§ Raw data

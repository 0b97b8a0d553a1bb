use crate::error::{Error, Result};
use serde::{Deserialize, Serialize};
use std::{ffi::OsStr, fs::File, path::Path, time::Duration};

fn default_poll_backoff_ms() -> u64 {
    50
}

fn default_render_timeout_secs() -> Option<u64> {
    Some(30)
}

/// Settings for the camera's own FTP upload schedule. The camera pushes
/// images to the host by itself once this is programmed, nothing on our
/// side has to keep running.
#[derive(Deserialize, Serialize, Clone, Debug, PartialEq, Eq)]
pub struct ScheduleConfig {
    /// Address of the FTP server that receives the images.
    pub ftp: String,
    /// Day of the week the schedule is active on, lower case as the
    /// camera names its resources (e.g. `wednesday`).
    pub day: String,
    /// Start of the window, `HH:MM`.
    pub start: String,
    /// End of the window, `HH:MM`.
    pub stop: String,
    /// Time between two images, `HH:MM`.
    pub interval: String,
}

impl Default for ScheduleConfig {
    fn default() -> Self {
        Self {
            ftp: String::from("192.168.11.18"),
            day: String::from("wednesday"),
            start: String::from("10:00"),
            stop: String::from("22:00"),
            interval: String::from("00:01"),
        }
    }
}

/// Tuning that does not belong on the command line. Every field has a
/// default so an empty file, or no file at all, is valid.
#[derive(Deserialize, Serialize, Clone, Debug, PartialEq, Eq)]
pub struct Ax8Config {
    /// Client side timeout for a single http request. Unset means the
    /// request blocks for as long as the transport does.
    #[serde(default)]
    pub request_timeout_secs: Option<u64>,
    /// Pause between two download attempts while the camera renders.
    #[serde(default = "default_poll_backoff_ms")]
    pub poll_backoff_ms: u64,
    /// Give up waiting for a rendered file after this long. Unset waits
    /// forever.
    #[serde(default = "default_render_timeout_secs")]
    pub render_timeout_secs: Option<u64>,
    /// Optional on-camera FTP schedule.
    #[serde(default)]
    pub schedule: Option<ScheduleConfig>,
}

impl Default for Ax8Config {
    fn default() -> Self {
        Self {
            request_timeout_secs: None,
            poll_backoff_ms: default_poll_backoff_ms(),
            render_timeout_secs: default_render_timeout_secs(),
            schedule: None,
        }
    }
}

impl Ax8Config {
    /// Read the configuration from a yaml file.
    ///
    /// * `filepath`: path to config file.
    pub fn from_file<F: AsRef<OsStr>>(filepath: F) -> Result<Self> {
        let file = Path::new(&filepath);
        if !file.is_file() {
            return Err(Error::MissingConfig(file.to_path_buf()));
        }
        let config_file = config::Config::builder()
            .add_source(config::File::new(
                &file.to_string_lossy(),
                config::FileFormat::Yaml,
            ))
            .build()?;
        Ok(config_file.try_deserialize::<Ax8Config>()?)
    }

    /// Write the configuration back to a yaml file.
    ///
    /// * `filepath`: destination, overwritten without asking.
    pub fn to_file<F: AsRef<Path>>(&self, filepath: F) -> Result<()> {
        let file = File::create(filepath)?;
        serde_yaml::to_writer(file, self)?;
        Ok(())
    }

    pub fn request_timeout(&self) -> Option<Duration> {
        self.request_timeout_secs.map(Duration::from_secs)
    }

    pub fn poll_backoff(&self) -> Duration {
        Duration::from_millis(self.poll_backoff_ms)
    }

    pub fn render_timeout(&self) -> Option<Duration> {
        self.render_timeout_secs.map(Duration::from_secs)
    }
}

#[cfg(test)]
mod tests {
    use super::*;
    use crate::test_file_path;
    use serial_test::serial;

    #[test]
    fn test_defaults_match_camera_polling() {
        let config = Ax8Config::default();
        assert_eq!(config.poll_backoff(), Duration::from_millis(50));
        assert_eq!(config.render_timeout(), Some(Duration::from_secs(30)));
        assert_eq!(config.request_timeout(), None);
        assert!(config.schedule.is_none());
    }

    #[test]
    fn test_read_fixture_config() {
        let config = Ax8Config::from_file(test_file_path!("/config/devices/thermal/ax8.yaml"))
            .expect("Failed to read fixture");
        assert_eq!(config.poll_backoff_ms, 50);
        assert_eq!(config.render_timeout_secs, Some(30));
        assert_eq!(config.schedule, Some(ScheduleConfig::default()));
    }

    #[test]
    #[serial]
    /// Test writing a configuration to a yaml file, and reading back to a
    /// type safe structure.
    fn test_read_write_config_to_file() {
        let dir = tempfile::tempdir().expect("Failed to create temp dir");
        let path = dir.path().join("ax8.yaml");
        let write_config = Ax8Config {
            request_timeout_secs: Some(5),
            poll_backoff_ms: 100,
            render_timeout_secs: Some(10),
            schedule: Some(ScheduleConfig {
                day: String::from("monday"),
                ..Default::default()
            }),
        };

        write_config.to_file(&path).expect("Failed to write yaml");

        let read_config = Ax8Config::from_file(&path).expect("Failed to read config");
        assert_eq!(write_config, read_config, "Failed to read write config");
    }

    #[test]
    fn test_partial_file_uses_defaults() {
        let dir = tempfile::tempdir().expect("Failed to create temp dir");
        let path = dir.path().join("partial.yaml");
        std::fs::write(&path, "poll_backoff_ms: 10\n").expect("Failed to write yaml");

        let config = Ax8Config::from_file(&path).expect("Failed to read config");
        assert_eq!(config.poll_backoff(), Duration::from_millis(10));
        assert_eq!(config.render_timeout_secs, Some(30));
    }

    #[test]
    fn test_missing_file_is_an_error() {
        let result = Ax8Config::from_file("./does/not/exist.yaml");
        assert!(matches!(result, Err(Error::MissingConfig(_))));
    }
}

§ Task statement
In this exercise, repeat the entries above verbatim.

§ Response for this exercise
repository 0b97b8a0d553a1bb
use crate::error::{Error, Result};
use serde::{Deserialize, Serialize};
use std::{ffi::OsStr, fs::File, path::Path, time::Duration};

fn default_poll_backoff_ms() -> u64 {
    50
}

fn default_render_timeout_secs() -> Option<u64> {
    Some(30)
}

/// Settings for the camera's own FTP upload schedule. The camera pushes
/// images to the host by itself once this is programmed, nothing on our
/// side has to keep running.
#[derive(Deserialize, Serialize, Clone, Debug, PartialEq, Eq)]
pub struct ScheduleConfig {
    /// Address of the FTP server that receives the images.
    pub ftp: String,
    /// Day of the week the schedule is active on, lower case as the
    /// camera names its resources (e.g. `wednesday`).
    pub day: String,
    /// Start of the window, `HH:MM`.
    pub start: String,
    /// End of the window, `HH:MM`.
    pub stop: String,
    /// Time between two images, `HH:MM`.
    pub interval: String,
}

impl Default for ScheduleConfig {
    fn default() -> Self {
        Self {
            ftp: String::from("192.168.11.18"),
            day: String::from("wednesday"),
            start: String::from("10:00"),
            stop: String::from("22:00"),
            interval: String::from("00:01"),
        }
    }
}

/// Tuning that does not belong on the command line. Every field has a
/// default so an empty file, or no file at all, is valid.
#[derive(Deserialize, Serialize, Clone, Debug, PartialEq, Eq)]
pub struct Ax8Config {
    /// Client side timeout for a single http request. Unset means the
    /// request blocks for as long as the transport does.
    #[serde(default)]
    pub request_timeout_secs: Option<u64>,
    /// Pause between two download attempts while the camera renders.
    #[serde(default = "default_poll_backoff_ms")]
    pub poll_backoff_ms: u64,
    /// Give up waiting for a rendered file after this long. Unset waits
    /// forever.
    #[serde(default = "default_render_timeout_secs")]
    pub render_timeout_secs: Option<u64>,
    /// Optional on-camera FTP schedule.
    #[serde(default)]
    pub schedule: Option<ScheduleConfig>,
}

impl Default for Ax8Config {
    fn default() -> Self {
        Self {
            request_timeout_secs: None,
            poll_backoff_ms: default_poll_backoff_ms(),
            render_timeout_secs: default_render_timeout_secs(),
            schedule: None,
        }
    }
}

impl Ax8Config {
    /// Read the configuration from a yaml file.
    ///
    /// * `filepath`: path to config file.
    pub fn from_file<F: AsRef<OsStr>>(filepath: F) -> Result<Self> {
        let file = Path::new(&filepath);
        if !file.is_file() {
            return Err(Error::MissingConfig(file.to_path_buf()));
        }
        let config_file = config::Config::builder()
            .add_source(config::File::new(
                &file.to_string_lossy(),
                config::FileFormat::Yaml,
            ))
            .build()?;
        Ok(config_file.try_deserialize::<Ax8Config>()?)
    }

    /// Write the configuration back to a yaml file.
    ///
    /// * `filepath`: destination, overwritten without asking.
    pub fn to_file<F: AsRef<Path>>(&self, filepath: F) -> Result<()> {
        let file = File::create(filepath)?;
        serde_yaml::to_writer(file, self)?;
        Ok(())
    }

    pub fn request_timeout(&self) -> Option<Duration> {
        self.request_timeout_secs.map(Duration::from_secs)
    }

    pub fn poll_backoff(&self) -> Duration {
        Duration::from_millis(self.poll_backoff_ms)
    }

    pub fn render_timeout(&self) -> Option<Duration> {
        self.render_timeout_secs.map(Duration::from_secs)
    }
}

#[cfg(test)]
mod tests {
    use super::*;
    use crate::test_file_path;
    use serial_test::serial;

    #[test]
    fn test_defaults_match_camera_polling() {
        let config = Ax8Config::default();
        assert_eq!(config.poll_backoff(), Duration::from_millis(50));
        assert_eq!(config.render_timeout(), Some(Duration::from_secs(30)));
        assert_eq!(config.request_timeout(), None);
        assert!(config.schedule.is_none());
    }

    #[test]
    fn test_read_fixture_config() {
        let config = Ax8Config::from_file(test_file_path!("/config/devices/thermal/ax8.yaml"))
            .expect("Failed to read fixture");
        assert_eq!(config.poll_backoff_ms, 50);
        assert_eq!(config.render_timeout_secs, Some(30));
        assert_eq!(config.schedule, Some(ScheduleConfig::default()));
    }

    #[test]
    #[serial]
    /// Test writing a configuration to a yaml file, and reading back to a
    /// type safe structure.
    fn test_read_write_config_to_file() {
        let dir = tempfile::tempdir().expect("Failed to create temp dir");
        let path = dir.path().join("ax8.yaml");
        let write_config = Ax8Config {
            request_timeout_secs: Some(5),
            poll_backoff_ms: 100,
            render_timeout_secs: Some(10),
            schedule: Some(ScheduleConfig {
                day: String::from("monday"),
                ..Default::default()
            }),
        };

        write_config.to_file(&path).expect("Failed to write yaml");

        let read_config = Ax8Config::from_file(&path).expect("Failed to read config");
        assert_eq!(write_config, read_config, "Failed to read write config");
    }

    #[test]
    fn test_partial_file_uses_defaults() {
        let dir = tempfile::tempdir().expect("Failed to create temp dir");
        let path = dir.path().join("partial.yaml");
        std::fs::write(&path, "poll_backoff_ms: 10\n").expect("Failed to write yaml");

        let config = Ax8Config::from_file(&path).expect("Failed to read config");
        assert_eq!(config.poll_backoff(), Duration::from_millis(10));
        assert_eq!(config.render_timeout_secs, Some(30));
    }

    #[test]
    fn test_missing_file_is_an_error() {
        let result = Ax8Config::from_file("./does/not/exist.yaml");
        assert!(matches!(result, Err(Error::MissingConfig(_))));
    }
}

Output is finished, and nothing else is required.